Provided entries ▸
-- Opening Marker --

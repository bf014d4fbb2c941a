//! Integration test modules.

mod planner_persistence_test;
mod session_invariants_test;
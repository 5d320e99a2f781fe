use yew::prelude::*;
use shared::{initialize_page, DomTarget, page::DEMO_ID};
use crate::api::{HttpGateway, HttpVoteStore};
use crate::config::CONFIG;
use crate::dom;
use crate::styles::*;
use crate::vote_form::VoteForm;

/// Static page shell. The region contents are written by `initialize_page`
/// after the first render, so this component never re-renders them.
#[function_component]
pub fn Showcase() -> Html {
    use_effect_with_deps(|_| {
        wasm_bindgen_futures::spawn_local(async move {
            let store = HttpVoteStore::new(CONFIG.api_base_url);
            let update = initialize_page(&HttpGateway, &store, &CONFIG.page_config()).await;
            dom::apply(&update);
        });
        || ()
    }, ());

    let open_demo = Callback::from(|_: MouseEvent| dom::open_in_new_tab(CONFIG.demo_url));

    html! {
        <div class={CONTAINER}>
            <h1 class={HEADING_LG}>{"Productos destacados"}</h1>
            <div class="text-center mb-8">
                <button id={DEMO_ID} type="button" class={button_dark()} onclick={open_demo}>
                    {"Ver demo"}
                </button>
            </div>

            <div id={DomTarget::Products.id()} class={combine_classes(PRODUCT_GRID, "mb-10")}></div>

            <div class="grid gap-6 md:grid-cols-2">
                <div class={CARD}>
                    <h2 class={HEADING_MD}>{"Categorías"}</h2>
                    <select id={DomTarget::Categories.id()} class={SELECT_BASE}></select>
                </div>
                <div class={CARD}>
                    <h2 class={HEADING_MD}>{"Votación"}</h2>
                    <VoteForm />
                </div>
            </div>

            <div class={combine_classes(CARD, "mt-10")}>
                <h2 class={HEADING_MD}>{"Resultados"}</h2>
                <div id={DomTarget::Results.id()} class="overflow-x-auto">
                    <p class={TEXT_MUTED}>{"Cargando votos..."}</p>
                </div>
            </div>

            <div id={DomTarget::Toast.id()} class={TOAST} role="alert">
                <span class="mb-1 text-sm font-semibold text-gray-900 dark:text-white">{"¡Nuevo!"}</span>
                <div class="mb-2 text-sm font-normal">{"Vota por tu producto favorito y mira los resultados."}</div>
            </div>
        </div>
    }
}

-- Closing Marker --

Please report every line among the entries that includes "font".

                <span class="mb-1 text-sm font-semibold text-gray-900 dark:text-white">{"¡Nuevo!"}</span>
                <div class="mb-2 text-sm font-normal">{"Vota por tu producto favorito y mira los resultados."}</div>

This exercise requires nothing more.